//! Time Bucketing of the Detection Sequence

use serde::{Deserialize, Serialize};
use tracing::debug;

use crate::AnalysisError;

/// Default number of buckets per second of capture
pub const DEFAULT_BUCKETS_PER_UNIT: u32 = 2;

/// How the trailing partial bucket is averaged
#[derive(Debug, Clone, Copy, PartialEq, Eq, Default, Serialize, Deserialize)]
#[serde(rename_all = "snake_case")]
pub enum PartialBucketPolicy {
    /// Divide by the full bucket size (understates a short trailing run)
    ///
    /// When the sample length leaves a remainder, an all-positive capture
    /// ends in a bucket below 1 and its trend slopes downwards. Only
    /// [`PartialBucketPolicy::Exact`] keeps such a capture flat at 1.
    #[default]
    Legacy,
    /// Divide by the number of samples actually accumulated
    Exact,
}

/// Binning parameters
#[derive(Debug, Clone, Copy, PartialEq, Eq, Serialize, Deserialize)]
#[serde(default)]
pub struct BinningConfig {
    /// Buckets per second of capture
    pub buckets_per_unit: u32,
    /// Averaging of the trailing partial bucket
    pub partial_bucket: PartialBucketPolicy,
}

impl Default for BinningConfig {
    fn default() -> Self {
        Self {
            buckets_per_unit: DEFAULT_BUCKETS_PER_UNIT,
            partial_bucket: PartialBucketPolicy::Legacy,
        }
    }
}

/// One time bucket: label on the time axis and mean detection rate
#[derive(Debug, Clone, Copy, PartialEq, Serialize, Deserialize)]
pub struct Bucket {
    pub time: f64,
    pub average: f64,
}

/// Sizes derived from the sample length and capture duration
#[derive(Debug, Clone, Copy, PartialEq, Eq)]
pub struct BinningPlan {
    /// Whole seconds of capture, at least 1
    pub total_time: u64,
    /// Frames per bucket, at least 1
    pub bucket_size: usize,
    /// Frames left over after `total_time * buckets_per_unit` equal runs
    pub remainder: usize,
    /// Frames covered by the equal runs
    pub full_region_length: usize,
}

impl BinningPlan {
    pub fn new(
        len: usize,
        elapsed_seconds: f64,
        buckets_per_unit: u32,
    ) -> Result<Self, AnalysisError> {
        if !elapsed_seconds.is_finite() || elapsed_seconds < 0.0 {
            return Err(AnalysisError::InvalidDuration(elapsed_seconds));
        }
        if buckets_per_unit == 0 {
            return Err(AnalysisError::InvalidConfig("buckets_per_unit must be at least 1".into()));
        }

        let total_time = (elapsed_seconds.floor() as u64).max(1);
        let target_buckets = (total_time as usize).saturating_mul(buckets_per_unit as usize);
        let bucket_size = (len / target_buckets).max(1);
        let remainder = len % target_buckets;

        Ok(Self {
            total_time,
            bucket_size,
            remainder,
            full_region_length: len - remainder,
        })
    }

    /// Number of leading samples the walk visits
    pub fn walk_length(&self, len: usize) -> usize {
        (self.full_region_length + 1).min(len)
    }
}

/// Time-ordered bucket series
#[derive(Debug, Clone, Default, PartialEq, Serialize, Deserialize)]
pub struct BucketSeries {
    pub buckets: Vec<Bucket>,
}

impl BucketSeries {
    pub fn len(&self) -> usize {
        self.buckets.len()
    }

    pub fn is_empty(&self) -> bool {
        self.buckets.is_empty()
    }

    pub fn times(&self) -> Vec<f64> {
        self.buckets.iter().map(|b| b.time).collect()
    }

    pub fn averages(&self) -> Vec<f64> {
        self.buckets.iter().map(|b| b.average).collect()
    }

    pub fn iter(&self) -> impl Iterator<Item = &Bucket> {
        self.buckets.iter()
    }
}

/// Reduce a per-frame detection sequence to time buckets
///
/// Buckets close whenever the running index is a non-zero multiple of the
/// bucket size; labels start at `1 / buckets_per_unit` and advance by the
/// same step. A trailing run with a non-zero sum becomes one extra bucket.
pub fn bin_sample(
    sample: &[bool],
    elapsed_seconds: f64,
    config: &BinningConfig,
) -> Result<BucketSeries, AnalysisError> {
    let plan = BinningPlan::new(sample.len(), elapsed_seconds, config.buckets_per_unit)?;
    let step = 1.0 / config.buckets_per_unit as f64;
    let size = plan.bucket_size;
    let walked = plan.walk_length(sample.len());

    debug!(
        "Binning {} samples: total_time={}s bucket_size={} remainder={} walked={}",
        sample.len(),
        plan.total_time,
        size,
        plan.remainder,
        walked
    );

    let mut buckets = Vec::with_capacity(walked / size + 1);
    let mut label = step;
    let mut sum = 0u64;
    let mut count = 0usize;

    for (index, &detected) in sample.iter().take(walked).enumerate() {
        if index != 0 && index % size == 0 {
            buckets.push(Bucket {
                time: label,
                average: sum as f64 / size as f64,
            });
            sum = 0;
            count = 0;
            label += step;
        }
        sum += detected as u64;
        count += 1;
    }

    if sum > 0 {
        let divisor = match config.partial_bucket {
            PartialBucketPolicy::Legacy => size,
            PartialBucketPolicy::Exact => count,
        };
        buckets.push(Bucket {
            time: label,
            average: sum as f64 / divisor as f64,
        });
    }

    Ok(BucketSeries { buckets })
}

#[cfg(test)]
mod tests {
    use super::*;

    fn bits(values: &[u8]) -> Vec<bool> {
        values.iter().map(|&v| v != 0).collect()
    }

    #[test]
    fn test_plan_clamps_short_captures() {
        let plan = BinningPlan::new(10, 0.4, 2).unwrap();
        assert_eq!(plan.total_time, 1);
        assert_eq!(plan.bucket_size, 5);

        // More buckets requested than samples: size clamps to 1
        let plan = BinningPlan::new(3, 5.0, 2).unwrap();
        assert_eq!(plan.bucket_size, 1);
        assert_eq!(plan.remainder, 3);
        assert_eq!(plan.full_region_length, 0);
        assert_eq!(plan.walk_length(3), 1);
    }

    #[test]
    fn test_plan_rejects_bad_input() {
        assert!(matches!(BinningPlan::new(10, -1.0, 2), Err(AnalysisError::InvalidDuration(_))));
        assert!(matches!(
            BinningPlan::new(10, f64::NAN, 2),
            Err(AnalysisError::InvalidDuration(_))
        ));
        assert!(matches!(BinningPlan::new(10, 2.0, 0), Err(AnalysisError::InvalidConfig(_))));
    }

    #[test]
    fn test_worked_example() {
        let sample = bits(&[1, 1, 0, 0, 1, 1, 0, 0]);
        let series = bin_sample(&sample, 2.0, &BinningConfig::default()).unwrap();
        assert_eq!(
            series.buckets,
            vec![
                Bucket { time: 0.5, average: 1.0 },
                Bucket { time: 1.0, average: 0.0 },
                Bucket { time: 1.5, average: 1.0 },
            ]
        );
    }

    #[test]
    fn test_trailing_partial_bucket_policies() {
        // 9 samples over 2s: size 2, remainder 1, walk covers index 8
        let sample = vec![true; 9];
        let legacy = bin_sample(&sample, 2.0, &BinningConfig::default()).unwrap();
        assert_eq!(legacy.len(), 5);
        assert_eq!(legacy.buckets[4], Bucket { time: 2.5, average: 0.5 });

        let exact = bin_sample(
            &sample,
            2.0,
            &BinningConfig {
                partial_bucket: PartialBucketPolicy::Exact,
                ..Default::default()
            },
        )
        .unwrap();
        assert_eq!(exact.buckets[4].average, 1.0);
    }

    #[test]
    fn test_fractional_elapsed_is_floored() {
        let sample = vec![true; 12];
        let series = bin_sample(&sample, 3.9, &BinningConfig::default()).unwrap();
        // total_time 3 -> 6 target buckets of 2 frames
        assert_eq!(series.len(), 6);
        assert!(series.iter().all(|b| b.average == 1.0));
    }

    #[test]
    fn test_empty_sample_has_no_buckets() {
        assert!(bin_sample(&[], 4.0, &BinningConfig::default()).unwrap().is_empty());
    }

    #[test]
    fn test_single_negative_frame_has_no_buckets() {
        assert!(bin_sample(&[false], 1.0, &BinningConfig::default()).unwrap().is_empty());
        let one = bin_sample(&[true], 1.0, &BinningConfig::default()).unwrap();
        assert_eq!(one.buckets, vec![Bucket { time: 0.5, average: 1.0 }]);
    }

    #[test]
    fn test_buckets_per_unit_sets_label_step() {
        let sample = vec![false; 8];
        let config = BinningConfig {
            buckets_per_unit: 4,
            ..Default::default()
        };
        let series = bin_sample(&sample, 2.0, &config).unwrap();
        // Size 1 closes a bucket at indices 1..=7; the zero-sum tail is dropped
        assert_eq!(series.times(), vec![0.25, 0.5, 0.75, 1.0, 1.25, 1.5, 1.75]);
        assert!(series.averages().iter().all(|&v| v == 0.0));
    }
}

# [TASK TO COMPLETE]
Take from the material above every line that includes the word "struct".

# [SOLUTION BELOW]
pub struct BinningConfig {
pub struct Bucket {
pub struct BinningPlan {
pub struct BucketSeries {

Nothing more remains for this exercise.